Ich trage eine zu weite Lederhose, rutschende Wollsocken und einen grauen
kratzigen Pullover, ich schäle Kartoffeln und bin „brav“, so wie es Erwin
mir geraten hat. Ich bin zwölf Jahre alt, bin ein „Notkind“ und wurde –
gemeinsam mit drei anderen „Notkindern“– von dieser „Familie“ aufgeno…
Von Erwin (Arthur Köstler), Walter (Josef Ostendorf) und dessen Frau Herta,
die als lebensgroße Puppe aus dem Nebenzimmer aufheult. Ich bin in eine
extrem bedrückende Situation, in eine Simulation geraten, genauer: in die
Performance „Das 13. Jahr“ der österreichisch-dänischen [1][Theatergruppe
SIGNA], eine Koproduktion mit dem Schauspielhaus Hamburg.
Bespielt wird eine Lagerhalle auf dem ehemaligen Thyssenkrupp-Gelände, ein
lost place zwischen Bahngleisen und Sportplätzen. Angeblich, so wird
suggeriert, hätten die insgesamt 40 Teilnehmer*innen bei der Firma
„Lethe-Simulationswelten“ die Folge „Das 13. Jahr“ ausgewählt. „Leth…
der griechischen Mythologie ist das einer der Flüsse im Hades, der „Fluss
des Vergessens“ oder auch die „Daimona der Vergessenheit“. Habe ich mein
12-jähriges Ich nicht schon längst vergessen? Dieses undefinierte,
irritierte Ich zwischen Ponyhof und Pubertät, zwischen kindlicher Naivität
und erwachender Sexualität?
Zu spät. Während der kommenden Stunden sollen Erinnerungen an genau dieses
Ich reaktiviert werden, erklären fünf beamtengraue Simulationsleiter und
ein Video. Auf einer gemeinsamen Freizeit im „Hasenhof“ irgendwo in den
Bergen. Und weil SIGNA-Installationen nicht nur immersiv, sondern auch
höchst manipulativ sind, weil sie immer mitten ins Unbewusste hineinfassen
und szenisches Salz in wunde Punkte streuen, verliert der Bus, der die
Gruppe ins Ferienlager fahren soll, bald seinen Busfahrer, die Gruppe
bald ihre Orientierung und landet in einem österreichischen Bergdorf.
## Erzählung von Armut und Schuld
Zehn ärmliche, detailliert ausgestattete Häuser behaupten in einer etwa 400
Quadratmeter großen Halle diesen Ort.

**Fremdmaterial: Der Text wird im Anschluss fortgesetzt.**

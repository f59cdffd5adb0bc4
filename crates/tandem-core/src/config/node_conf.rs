use std::{
    collections::HashMap,
    path::{Path, PathBuf},
};

use super::ConfigError;
use crate::types::ConnectionIdentity;

/// Key injected into every loaded [`NodeConfig`] holding the source path.
pub const FILENAME_KEY: &str = "filename";

/// Key/value settings read from a node's `liquid.conf`.
///
/// Values are kept as strings; typed accessors such as [`credentials`](Self::credentials)
/// coerce at the point of use. A loaded config is never mutated; reload to pick up changes.
#[derive(Debug, Clone, PartialEq, Eq)]
pub struct NodeConfig {
    path: PathBuf,
    entries: HashMap<String, String>,
}

impl NodeConfig {
    /// Reads and parses the config file at `path`.
    ///
    /// # Errors
    ///
    /// - [`ConfigError::NotFound`] if the file does not exist
    /// - [`ConfigError::Io`] if it exists but cannot be read
    pub fn load(path: impl AsRef<Path>) -> Result<Self, ConfigError> {
        let path = path.as_ref();
        let contents =
            std::fs::read_to_string(path).map_err(|e| ConfigError::from_io(path, e))?;
        let config = Self::parse(path, &contents);
        tracing::debug!(path = %path.display(), keys = config.entries.len(), "loaded node config");
        Ok(config)
    }

    /// Parses `contents` as if read from `path`.
    ///
    /// Blank lines, `#` comments and lines that do not contain exactly one `=` are skipped.
    /// A comment may be indented; leading whitespace before `#` still marks the line as one.
    /// Keys and values are trimmed. A later duplicate key replaces an earlier one.
    #[must_use]
    pub fn parse(path: impl Into<PathBuf>, contents: &str) -> Self {
        let path = path.into();
        let mut entries = HashMap::new();

        for line in contents.lines() {
            let line = line.trim_end();
            if line.is_empty() || line.trim_start().starts_with('#') {
                continue;
            }
            let mut parts = line.split('=');
            let (Some(key), Some(value), None) = (parts.next(), parts.next(), parts.next()) else {
                continue;
            };
            entries.insert(key.trim().to_string(), value.trim().to_string());
        }

        entries.insert(FILENAME_KEY.to_string(), path.to_string_lossy().into_owned());
        Self { path, entries }
    }

    /// Returns the raw string value for `key`.
    #[must_use]
    pub fn get(&self, key: &str) -> Option<&str> {
        self.entries.get(key).map(String::as_str)
    }

    /// Returns `true` if `key` was present in the file (or is `filename`).
    #[must_use]
    pub fn contains_key(&self, key: &str) -> bool {
        self.entries.contains_key(key)
    }

    /// Iterates over all entries, including the injected `filename`.
    pub fn iter(&self) -> impl Iterator<Item = (&str, &str)> {
        self.entries.iter().map(|(k, v)| (k.as_str(), v.as_str()))
    }

    #[must_use]
    pub fn len(&self) -> usize {
        self.entries.len()
    }

    #[must_use]
    pub fn is_empty(&self) -> bool {
        self.entries.is_empty()
    }

    /// Path the config was loaded from.
    #[must_use]
    pub fn path(&self) -> &Path {
        &self.path
    }

    /// Extracts `rpcuser`, `rpcpassword` and `rpcport` as a [`ConnectionIdentity`].
    ///
    /// Per-node configs get no defaults: every key must be present.
    ///
    /// # Errors
    ///
    /// Returns [`ConfigError::InvalidConfig`] if a key is missing or `rpcport` is not a port
    /// number.
    pub fn credentials(&self) -> Result<ConnectionIdentity, ConfigError> {
        let user = self.require("rpcuser")?;
        let password = self.require("rpcpassword")?;
        let port = parse_port(self.require("rpcport")?, &self.path)?;
        Ok(ConnectionIdentity::new(user, password, port))
    }

    fn require(&self, key: &str) -> Result<&str, ConfigError> {
        self.get(key).ok_or_else(|| {
            ConfigError::InvalidConfig(format!("`{key}` missing from {}", self.path.display()))
        })
    }
}

pub(crate) fn parse_port(raw: &str, path: &Path) -> Result<u16, ConfigError> {
    raw.parse::<u16>().map_err(|_| {
        ConfigError::InvalidConfig(format!(
            "`rpcport` in {} is not a valid port: {raw:?}",
            path.display()
        ))
    })
}
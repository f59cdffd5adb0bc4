//! Multi-node coordination: start a cluster and wait for it to agree on chain state.

pub mod convergence;
pub mod coordinator;

pub use convergence::{
    wait_for_convergence, wait_until_reachable, ChainSource, Convergence, ConvergenceOptions,
    ConvergencePredicate,
};
pub use coordinator::{ClusterCoordinator, NodeSpec};

pub use crate::types::ChainSnapshot;
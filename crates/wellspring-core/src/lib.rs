//! Wellspring Core Library
//!
//! Data model and plumbing behind the community dashboard.
//!
//! ## Overview
//!
//! The dashboard shows a "community snapshot": how many new success stories
//! were shared, the tip people are talking about, and how many discussions are
//! active. This crate owns that summary and everything around it:
//!
//! - **summary**: the [`CommunitySummary`] value and its display rules
//! - **source**: lenient JSON parsing and file loading (blocking and async)
//! - **logging**: one-shot `tracing` subscriber setup
//!
//! Rendering lives in `wellspring-ui`.
//!
//! ## Quick Start
//!
//! ```ignore
//! use wellspring_core::source::read_summary;
//!
//! #[tokio::main]
//! async fn main() -> wellspring_core::Result<()> {
//!     match read_summary("community.json").await? {
//!         Some(summary) if !summary.is_empty() => println!("{summary:?}"),
//!         _ => println!("still gathering community data"),
//!     }
//!     Ok(())
//! }
//! ```

pub mod error;
pub mod logging;
pub mod source;
pub mod summary;

// Re-exports
pub use error::{Result, SummaryError};
pub use source::{load_summary, parse_summary, read_summary};
pub use summary::{Count, CommunitySummary};
//! Dashboard page - the landing view.
//!
//! Hosts the community snapshot card and owns what its call-to-action does.

use dioxus::prelude::*;
use wellspring_ui::CommunitySnapshotCard;

use crate::app::Route;
use crate::context::use_summary;

#[component]
pub fn Dashboard() -> Element {
    let navigator = use_navigator();
    let summary = use_summary();

    let visit_community = move |_: ()| {
        tracing::info!("Navigating to community hub");
        navigator.push(Route::Community {});
    };

    rsx! {
        main { class: "dashboard",
            header { class: "dashboard-header",
                h1 { class: "page-title", "Wellspring" }
                p { class: "tagline", "your community at a glance" }
            }

            div { class: "dashboard-grid",
                CommunitySnapshotCard {
                    summary: summary(),
                    on_navigate: visit_community,
                }
            }
        }
    }
}
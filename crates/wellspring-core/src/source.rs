//! Summary source - reading community summaries from JSON.
//!
//! The dashboard's data feed is a JSON document shaped like
//!
//! ```json
//! { "newSuccessStories": 5, "popularTip": "Drink water", "activeDiscussions": 7 }
//! ```
//!
//! A missing file is not an error: it means the feed has not produced anything
//! yet, and the card keeps showing its loading message.

use std::io::ErrorKind;
use std::path::Path;

use serde_json::Value;

use crate::error::{Result, SummaryError};
use crate::summary::CommunitySummary;

/// Parse a summary document.
///
/// `null` yields `None`; any object yields `Some`, with unusable field values
/// dropped rather than rejected.
pub fn parse_summary(json: &str) -> Result<Option<CommunitySummary>> {
    let value: Value = serde_json::from_str(json)?;
    match value {
        Value::Null => Ok(None),
        Value::Object(_) => Ok(Some(serde_json::from_value(value)?)),
        other => Err(SummaryError::NotAnObject(json_kind(&other))),
    }
}

/// Load a summary file, blocking the current thread.
pub fn load_summary(path: impl AsRef<Path>) -> Result<Option<CommunitySummary>> {
    let path = path.as_ref();
    match std::fs::read_to_string(path) {
        Ok(contents) => parse_summary(&contents),
        Err(e) => not_found_as_none(path, e),
    }
}

/// Load a summary file without blocking the runtime.
pub async fn read_summary(path: impl AsRef<Path>) -> Result<Option<CommunitySummary>> {
    let path = path.as_ref();
    match tokio::fs::read_to_string(path).await {
        Ok(contents) => {
            let summary = parse_summary(&contents)?;
            tracing::debug!(path = %path.display(), present = summary.is_some(), "Summary read");
            Ok(summary)
        }
        Err(e) => not_found_as_none(path, e),
    }
}

fn not_found_as_none(path: &Path, e: std::io::Error) -> Result<Option<CommunitySummary>> {
    if e.kind() == ErrorKind::NotFound {
        tracing::debug!(path = %path.display(), "No summary file yet");
        Ok(None)
    } else {
        Err(SummaryError::Io {
            path: path.to_path_buf(),
            source: e,
        })
    }
}

fn json_kind(value: &Value) -> &'static str {
    match value {
        Value::Null => "null",
        Value::Bool(_) => "boolean",
        Value::Number(_) => "number",
        Value::String(_) => "string",
        Value::Array(_) => "array",
        Value::Object(_) => "object",
    }
}
//! Page components for Wellspring.

mod community;
mod dashboard;

pub use community::Community;
pub use dashboard::Dashboard;
//! Property-based tests for the snapshot card's view model
//!
//! Whatever the summary holds, lines appear in fixed order and only for
//! fields worth showing.

use proptest::prelude::*;
use serde_json::{json, Map, Value};
use wellspring_core::{Count, CommunitySummary};
use wellspring_ui::{SnapshotLine, SnapshotView};

/// Raw source objects: known keys with plausible values, plus noise keys
fn object_strategy() -> impl Strategy<Value = Map<String, Value>> {
    (
        prop::option::of(0u64..50),
        prop::option::of("[a-zA-Z ]{0,12}"),
        prop::option::of(0u64..50),
        prop::option::of("[a-z]{1,6}"),
    )
        .prop_map(|(stories, tip, discussions, noise)| {
            let mut object = Map::new();
            if let Some(n) = stories {
                object.insert("newSuccessStories".to_string(), json!(n));
            }
            if let Some(t) = tip {
                object.insert("popularTip".to_string(), json!(t));
            }
            if let Some(n) = discussions {
                object.insert("activeDiscussions".to_string(), json!(n));
            }
            if let Some(key) = noise {
                object.insert(format!("x-{key}"), Value::Null);
            }
            object
        })
}

fn rank(line: &SnapshotLine) -> u8 {
    match line {
        SnapshotLine::SuccessStories(_) => 0,
        SnapshotLine::PopularTip(_) => 1,
        SnapshotLine::ActiveDiscussions(_) => 2,
    }
}

fn truthy_count(value: Option<&Value>) -> bool {
    value.and_then(Value::as_u64).is_some_and(|n| n > 0)
}

proptest! {
    /// Lines are strictly ordered: stories, tip, discussions
    #[test]
    fn lines_keep_fixed_order(object in object_strategy()) {
        let summary = CommunitySummary::from_fields(&object);
        let view = SnapshotView::from_summary(Some(&summary));
        let ranks: Vec<u8> = view.lines().iter().map(rank).collect();
        prop_assert!(ranks.windows(2).all(|w| w[0] < w[1]));
    }

    /// Line count equals the number of truthy fields
    #[test]
    fn one_line_per_truthy_field(object in object_strategy()) {
        let expected = usize::from(truthy_count(object.get("newSuccessStories")))
            + usize::from(
                object
                    .get("popularTip")
                    .and_then(Value::as_str)
                    .is_some_and(|t| !t.is_empty()),
            )
            + usize::from(truthy_count(object.get("activeDiscussions")));
        let summary = CommunitySummary::from_fields(&object);
        let view = SnapshotView::from_summary(Some(&summary));
        prop_assert_eq!(view.lines().len(), expected);
    }

    /// Loading is shown exactly when the source object had no keys
    #[test]
    fn loading_iff_no_keys(object in object_strategy()) {
        let summary = CommunitySummary::from_fields(&object);
        let view = SnapshotView::from_summary(Some(&summary));
        prop_assert_eq!(view.is_loading(), object.is_empty());
    }

    /// Counts appear verbatim in their line text
    #[test]
    fn counts_appear_in_text(n in 1u64..100_000) {
        let count = Count::Number(n);
        prop_assert!(SnapshotLine::SuccessStories(count.clone()).text().contains(&n.to_string()));
        prop_assert!(SnapshotLine::ActiveDiscussions(count).text().contains(&n.to_string()));
    }
}
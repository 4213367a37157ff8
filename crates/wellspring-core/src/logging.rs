//! Logging setup.
//!
//! Installs a `tracing_subscriber` fmt subscriber filtered by `RUST_LOG`,
//! falling back to the level passed in by the caller.

use tracing_subscriber::EnvFilter;

/// Install the global subscriber.
///
/// Safe to call more than once; only the first call takes effect.
pub fn init(default_level: &str) {
    let filter = EnvFilter::try_from_default_env()
        .or_else(|_| EnvFilter::try_new(default_level))
        .unwrap_or_else(|_| EnvFilter::new("info"));

    if tracing_subscriber::fmt()
        .with_env_filter(filter)
        .try_init()
        .is_err()
    {
        tracing::debug!("Global subscriber already installed");
    }
}

#[cfg(test)]
mod tests {
    use super::*;

    #[test]
    fn test_init_twice_does_not_panic() {
        init("debug");
        init("not a valid filter ===");
    }
}
/// History length.
const BUFFER_SIZE: usize = 6;
/// Weight on the newest entry in the running average.
const RECENT_WEIGHT_FACTOR: f32 = 3.0;
/// Maximum plausible step between consecutive outputs.
const REASONABLE_CHANGE_THRESHOLD: f32 = 40.0;
/// Broadside bearing.
const SILENT_ANGLE: f32 = 90.0;
/// Half-width of the "near 90°" band: (84°, 96°).
const SILENT_ANGLE_THRESHOLD: f32 = 6.0;
/// Bearings examined by the front-facing probe.
const INITIAL_SAMPLES_TO_CHECK: usize = 3;
/// Per-sample change still considered gradual.
const GRADUAL_CHANGE_THRESHOLD: f32 = 20.0;
/// Quantization bin width.
const ANGLE_QUANTIZATION_STEP: f32 = 20.0;
const ANGLE_MIN: f32 = 0.0;
const ANGLE_MAX: f32 = 180.0;
/// Jump against the running average that resets the history.
const MAJOR_ANGLE_CHANGE_THRESHOLD: f32 = 30.0;

/// Tracker tuning.
#[derive(Debug, Clone, Serialize, Deserialize)]
pub struct TrackerConfig {
    /// Minimum spacing between emissions (ms). 0 emits on every accepted
    /// bearing once the history is full. Default: 1000.
    pub output_interval_ms: u64,
    /// Minimum change against the previous emission before a new one fires
    /// (degrees). 0 disables the filter. Default: 15.0.
    pub min_angle_change_threshold: f32,
    /// Continuous near-90° observation required to promote to front-facing
    /// mode (ms). Default: 1000.
    pub continuous_90_ms: u64,
}

impl Default for TrackerConfig {
    fn default() -> Self {
        Self {
            output_interval_ms: 1000,
            min_angle_change_threshold: 15.0,
            continuous_90_ms: 1000,
        }
    }
}

/// DOA tracker state machine.
///
/// Owned by the worker thread; `feed` returns the emitted bearing, at most
/// one per call. Constructed disabled — `set_enabled(true)` arms it.
#[derive(Debug)]
pub struct DoaTracker {
    config: TrackerConfig,
    enabled: bool,
    /// Quantized accepted bearings.
    buffer: [f32; BUFFER_SIZE],
    /// The same bearings before quantization, used by the broadside checks.
    original_buffer: [f32; BUFFER_SIZE],
    valid_mask: [bool; BUFFER_SIZE],
    write_index: usize,
    valid_count: usize,
    is_front_facing_mode: bool,
    is_not_front_facing_detected: bool,
    initial_samples_count: usize,
    last_valid_angle: Option<f32>,
    last_output_angle: Option<f32>,
    first_near_90_at: Option<Instant>,
    last_output_at: Option<Instant>,
}
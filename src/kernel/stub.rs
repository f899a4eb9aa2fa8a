//! Development and test kernels that bypass real signal processing.
//!
//! Useful for exercising the full dispatch → conditioning → tracking path
//! end-to-end before a production estimator is wired in.

use tracing::debug;

use super::{DoaKernel, KernelSpec};
use crate::error::Result;

/// Returns the same bearing for every frame.
pub struct FixedKernel {
    angle: f32,
}

impl FixedKernel {
    pub fn new(angle: f32) -> Self {
        Self { angle }
    }
}

impl DoaKernel for FixedKernel {
    fn configure(&mut self, spec: &KernelSpec) -> Result<()> {
        debug!(
            mic_distance_m = spec.mic_distance_m,
            "FixedKernel::configure — no-op"
        );
        Ok(())
    }

    fn estimate(&mut self, _left: &[i16], _right: &[i16]) -> f32 {
        self.angle
    }
}

/// Plays back a scripted sequence of bearings, repeating the last entry once
/// the script runs out.
pub struct ScriptedKernel {
    script: Vec<f32>,
    idx: usize,
}

impl ScriptedKernel {
    pub fn new(script: Vec<f32>) -> Self {
        Self { script, idx: 0 }
    }
}

impl DoaKernel for ScriptedKernel {
    fn configure(&mut self, _spec: &KernelSpec) -> Result<()> {
        Ok(())
    }

    fn estimate(&mut self, _left: &[i16], _right: &[i16]) -> f32 {
        let angle = self
            .script
            .get(self.idx)
            .or_else(|| self.script.last())
            .copied()
            .unwrap_or(0.0);
        if self.idx < self.script.len() {
            self.idx += 1;
        }
        angle
    }
}

#[cfg(test)]
mod tests {
    use super::*;

    #[test]
    fn fixed_kernel_is_constant() {
        let mut kernel = FixedKernel::new(135.0);
        assert_eq!(kernel.estimate(&[], &[]), 135.0);
        assert_eq!(kernel.estimate(&[1, 2], &[3, 4]), 135.0);
    }

    #[test]
    fn scripted_kernel_plays_then_repeats_last() {
        let mut kernel = ScriptedKernel::new(vec![10.0, 20.0, 30.0]);
        assert_eq!(kernel.estimate(&[], &[]), 10.0);
        assert_eq!(kernel.estimate(&[], &[]), 20.0);
        assert_eq!(kernel.estimate(&[], &[]), 30.0);
        assert_eq!(kernel.estimate(&[], &[]), 30.0);
        assert_eq!(kernel.estimate(&[], &[]), 30.0);
    }

    #[test]
    fn empty_script_yields_zero() {
        let mut kernel = ScriptedKernel::new(vec![]);
        assert_eq!(kernel.estimate(&[], &[]), 0.0);
    }
}
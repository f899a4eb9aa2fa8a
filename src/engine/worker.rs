//! Worker loop: drains whole frames from the ring, runs the kernel, and
//! drives the conditioner, the callbacks, and the tracker.
//!
//! ## Loop (per iteration)
//!
//! ```text
//! 1. Apply any pending tracker enable/disable request
//! 2. Started flag down → timed wait, retry
//! 3. Ring holds less than one frame → timed wait, retry
//! 4. Pop exactly one 2048-byte frame; de-interleave into the channel buffers
//! 5. Kernel estimate → conditioner → monitor callback
//! 6. Tracker feed → result callback on emission
//! ```
//!
//! The loop never blocks indefinitely: both waits are short and the running
//! flag is observed every iteration, so shutdown is bounded.

use std::sync::atomic::{AtomicBool, AtomicUsize, Ordering};
use std::sync::Arc;
use std::time::Duration;

use tracing::{debug, info};

use crate::buffering::frame::{frame_rms, ChannelBuffers, FRAME_BYTES};
use crate::buffering::{Consumer, FrameConsumer, Observer};
use crate::conditioning::RawAngleConditioner;
use crate::kernel::KernelHandle;
use crate::tracker::DoaTracker;

/// Timed wait used for both the started-event poll and the frame receive.
pub(crate) const POLL_INTERVAL: Duration = Duration::from_millis(10);

/// Callback invoked with a bearing on the worker thread.
///
/// Must be short and non-blocking: a stalled callback stalls the pipeline.
pub type AngleCallback = Box<dyn FnMut(f32) + Send>;

/// Shared pipeline counters, written by the worker (and the write path for
/// the two write counters), read from the façade.
#[derive(Debug, Default)]
pub struct WorkerDiagnostics {
    pub frames_in: AtomicUsize,
    pub kernel_calls: AtomicUsize,
    pub monitor_emitted: AtomicUsize,
    pub results_emitted: AtomicUsize,
    pub writes_gated: AtomicUsize,
    pub writes_rejected: AtomicUsize,
}

impl WorkerDiagnostics {
    pub fn snapshot(&self) -> DiagnosticsSnapshot {
        DiagnosticsSnapshot {
            frames_in: self.frames_in.load(Ordering::Relaxed),
            kernel_calls: self.kernel_calls.load(Ordering::Relaxed),
            monitor_emitted: self.monitor_emitted.load(Ordering::Relaxed),
            results_emitted: self.results_emitted.load(Ordering::Relaxed),
            writes_gated: self.writes_gated.load(Ordering::Relaxed),
            writes_rejected: self.writes_rejected.load(Ordering::Relaxed),
        }
    }
}

/// Point-in-time copy of the pipeline counters.
#[derive(Debug, Clone, Copy)]
pub struct DiagnosticsSnapshot {
    pub frames_in: usize,
    pub kernel_calls: usize,
    pub monitor_emitted: usize,
    pub results_emitted: usize,
    pub writes_gated: usize,
    pub writes_rejected: usize,
}

/// All state the worker owns, passed as one struct so the spawn stays tidy.
pub(crate) struct WorkerContext {
    pub consumer: FrameConsumer,
    pub kernel: KernelHandle,
    pub conditioner: RawAngleConditioner,
    pub tracker: DoaTracker,
    pub monitor_callback: Option<AngleCallback>,
    pub result_callback: AngleCallback,
    pub running: Arc<AtomicBool>,
    pub started: Arc<AtomicBool>,
    pub tracker_enable: Arc<AtomicBool>,
    pub diagnostics: Arc<WorkerDiagnostics>,
}

/// Run the worker until `ctx.running` goes false.
pub(crate) fn run(mut ctx: WorkerContext) {
    info!("DOA worker started");

    let mut frame = vec![0u8; FRAME_BYTES];
    let mut channels = ChannelBuffers::new();

    while ctx.running.load(Ordering::Relaxed) {
        // Apply enable/disable requests here so only this thread ever
        // touches tracker state.
        let want_enabled = ctx.tracker_enable.load(Ordering::Relaxed);
        if want_enabled != ctx.tracker.is_enabled() {
            ctx.tracker.set_enabled(want_enabled);
        }

        if !ctx.started.load(Ordering::Relaxed) {
            std::thread::sleep(POLL_INTERVAL);
            continue;
        }

        if ctx.consumer.occupied_len() < FRAME_BYTES {
            // Transient underrun — yield and re-enter the wait.
            std::thread::sleep(POLL_INTERVAL);
            continue;
        }

        let received = ctx.consumer.pop_slice(&mut frame);
        // Single consumer: the occupancy check guarantees a whole frame.
        debug_assert_eq!(received, FRAME_BYTES);
        ctx.diagnostics.frames_in.fetch_add(1, Ordering::Relaxed);

        channels.fill_from_interleaved(&frame);
        let rms = frame_rms(&frame);

        let raw = {
            let mut kernel = ctx.kernel.0.lock();
            kernel.estimate(channels.left(), channels.right())
        };
        ctx.diagnostics.kernel_calls.fetch_add(1, Ordering::Relaxed);

        let calibrated = ctx.conditioner.condition(raw);
        debug!(rms, raw, calibrated, "frame processed");

        if let Some(cb) = ctx.monitor_callback.as_mut() {
            cb(calibrated);
            ctx.diagnostics
                .monitor_emitted
                .fetch_add(1, Ordering::Relaxed);
        }

        if let Some(output) = ctx.tracker.feed(calibrated) {
            (ctx.result_callback)(output);
            ctx.diagnostics
                .results_emitted
                .fetch_add(1, Ordering::Relaxed);
        }
    }

    let snapshot = ctx.diagnostics.snapshot();
    info!(
        frames_in = snapshot.frames_in,
        results_emitted = snapshot.results_emitted,
        "DOA worker stopped"
    );
}
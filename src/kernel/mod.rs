//! DOA kernel abstraction.
//!
//! The per-frame estimator is a black box behind the `DoaKernel` trait: given
//! the two de-interleaved channels of one frame it returns one bearing. The
//! crate never looks inside — it conditions and tracks whatever comes out.
//!
//! `&mut self` on `estimate` intentionally expresses that kernels are
//! stateful — phase-difference histories, internal filters. All mutation is
//! serialised through `KernelHandle`'s `parking_lot::Mutex`.

pub mod stub;

use std::sync::Arc;

use parking_lot::Mutex;
use serde::{Deserialize, Serialize};

use crate::error::Result;

/// Inter-microphone distance assumed when the caller leaves it unset (m).
pub const DEFAULT_MIC_DISTANCE_M: f32 = 0.046;

/// Geometry and rate parameters handed to the kernel before processing.
#[derive(Debug, Clone, Serialize, Deserialize)]
pub struct KernelSpec {
    /// Capture rate of the incoming PCM (Hz).
    pub sample_rate_hz: u32,
    /// Propagation-model constant the kernel expects. Opaque to this crate.
    pub sound_speed: f32,
    /// Distance between the two microphones (m).
    pub mic_distance_m: f32,
    /// Per-channel samples per processed frame.
    pub samples_per_frame: usize,
}

impl Default for KernelSpec {
    fn default() -> Self {
        Self {
            sample_rate_hz: 16_000,
            sound_speed: 10.0,
            mic_distance_m: DEFAULT_MIC_DISTANCE_M,
            samples_per_frame: 512,
        }
    }
}

/// Contract for per-frame DOA estimation backends.
pub trait DoaKernel: Send + 'static {
    /// One-time setup with the resolved array geometry. Called once at engine
    /// construction, before any `estimate`.
    ///
    /// # Errors
    /// Returns an error if the kernel cannot operate with this geometry;
    /// engine construction is aborted in that case.
    fn configure(&mut self, spec: &KernelSpec) -> Result<()>;

    /// Estimate the bearing of the dominant source for one frame.
    ///
    /// Expected to return degrees on [0, 180]. Out-of-range or non-finite
    /// values are tolerated: the conditioner clamps them downstream.
    fn estimate(&mut self, left: &[i16], right: &[i16]) -> f32;
}

/// Thread-safe reference-counted handle to any `DoaKernel` implementor.
///
/// Uses `parking_lot::Mutex` for non-poisoning behaviour on panic and a
/// cheaper uncontended lock than `std::sync::Mutex`.
#[derive(Clone)]
pub struct KernelHandle(pub Arc<Mutex<dyn DoaKernel>>);

impl KernelHandle {
    /// Wrap any `DoaKernel` in a `KernelHandle`.
    pub fn new<K: DoaKernel>(kernel: K) -> Self {
        Self(Arc::new(Mutex::new(kernel)))
    }
}

impl std::fmt::Debug for KernelHandle {
    fn fmt(&self, f: &mut std::fmt::Formatter<'_>) -> std::fmt::Result {
        f.debug_struct("KernelHandle").finish_non_exhaustive()
    }
}

#[cfg(test)]
mod tests {
    use super::*;

    #[test]
    fn kernel_spec_defaults_match_the_contract() {
        let spec = KernelSpec::default();
        assert_eq!(spec.sample_rate_hz, 16_000);
        assert_eq!(spec.samples_per_frame, 512);
        assert!((spec.mic_distance_m - 0.046).abs() < 1e-6);
    }

    #[test]
    fn kernel_spec_round_trips_through_serde() {
        let spec = KernelSpec {
            mic_distance_m: 0.08,
            ..KernelSpec::default()
        };
        let json = serde_json::to_string(&spec).expect("serialize spec");
        let back: KernelSpec = serde_json::from_str(&json).expect("deserialize spec");
        assert!((back.mic_distance_m - 0.08).abs() < 1e-6);
        assert_eq!(back.sample_rate_hz, spec.sample_rate_hz);
    }
}
//! Raw-bearing conditioning: Gaussian smoothing followed by edge-bias
//! calibration.
//!
//! The conditioned bearing is both the monitor-callback payload and the
//! tracker input.

pub mod calibration;
pub mod smoother;

pub use calibration::calibrate;
pub use smoother::GaussianSmoother;

use tracing::trace;

/// Smooths and calibrates the raw per-frame bearings from the kernel.
#[derive(Debug, Clone, Default)]
pub struct RawAngleConditioner {
    smoother: GaussianSmoother,
}

impl RawAngleConditioner {
    pub fn new() -> Self {
        Self {
            smoother: GaussianSmoother::new(),
        }
    }

    /// Condition one raw kernel bearing.
    ///
    /// Non-finite kernel output collapses to 0.0 before entering the
    /// smoothing history; finite output is clamped to [0, 180] at the same
    /// point, so a misbehaving kernel cannot poison the window.
    pub fn condition(&mut self, raw: f32) -> f32 {
        let sanitized = sanitize_angle(raw);
        let filtered = self.smoother.push(sanitized);
        let calibrated = calibrate(filtered);
        trace!(raw, filtered, calibrated, "conditioned bearing");
        calibrated
    }
}

fn sanitize_angle(angle: f32) -> f32 {
    if angle.is_finite() {
        angle.clamp(0.0, 180.0)
    } else {
        0.0
    }
}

Außerdem gibt es einen Hügel, einen
kleinen See, Toiletten und ein „Spielehäuschen“. Drumherum: dunkle
Tannenkulisse, Nebel und diffuses Dämmerlicht (Bühne: Lorenz Vetter, Signa
Köstler und Tristan Kold). Ganz egal, welche Tageszeit über die
Lautsprecher kommuniziert wird, die „Luft ist trüb und klamm“. In den
winzigen Häusern wird von Armut erzählt und von Schuld.
Von Gewalt in der Familie und von sexuellem Missbrauch. Irrsinnig organisch
fügen sich sieben Darsteller*innen aus dem Schauspielhaus-Ensemble –
und das ist erstmalig – in die seltsame SIGNA-Welt ein. Sie agieren
übergriffig, sind faszinierend unberechenbar und unheimlich vereinnahmend.
Als teilnehmende*r Zuschauer*in gerät man hinein in die sozialen
Konflikte wie in einen Sog, hält Streitigkeiten aus, versucht Untröstliche
zu trösten, manch mystische Geschichte zu verstehen und größere Gewalttaten
zu verhindern. Die Erfahrungen sind unterschiedlich: Während die eine
heimlich im Spielehäuschen raucht und erste Küsse übt, sitzt ein anderer
mit verzweifelt weinenden Eltern am Küchentisch, wird wieder ein anderer
vom Blick der herumstreunenden, hellsehenden Hausiererin (Signa Köstler)
gefangen.
„Jetzt ist es Abend, kein Entkommen“, tönt es einmal durch die
Lautsprecher. Wer zu fliehen versucht, der erkranke am „Nebelfieber“ mit
baldigen Lähmungserscheinungen. Davon erzählen die lebensgroßen
Stoffpuppen, unter deren Reglosigkeit manchmal leibhaftige Spieler*innen
zucken.
## Klare Exit-Strategie
Doch SIGNA hat erstmalig eine klare Exit-Strategie eingebaut: Zum einen
gibt es jene Simulationsleiter, die das Spiel immer wieder unterbrechen und
nach Schmerzgrenzen fragen. Zum anderen wurde an jeder Haustür ein Notknopf
montiert, der bei „Unwohlsein oder Übelkeit“ betätigt werden kann.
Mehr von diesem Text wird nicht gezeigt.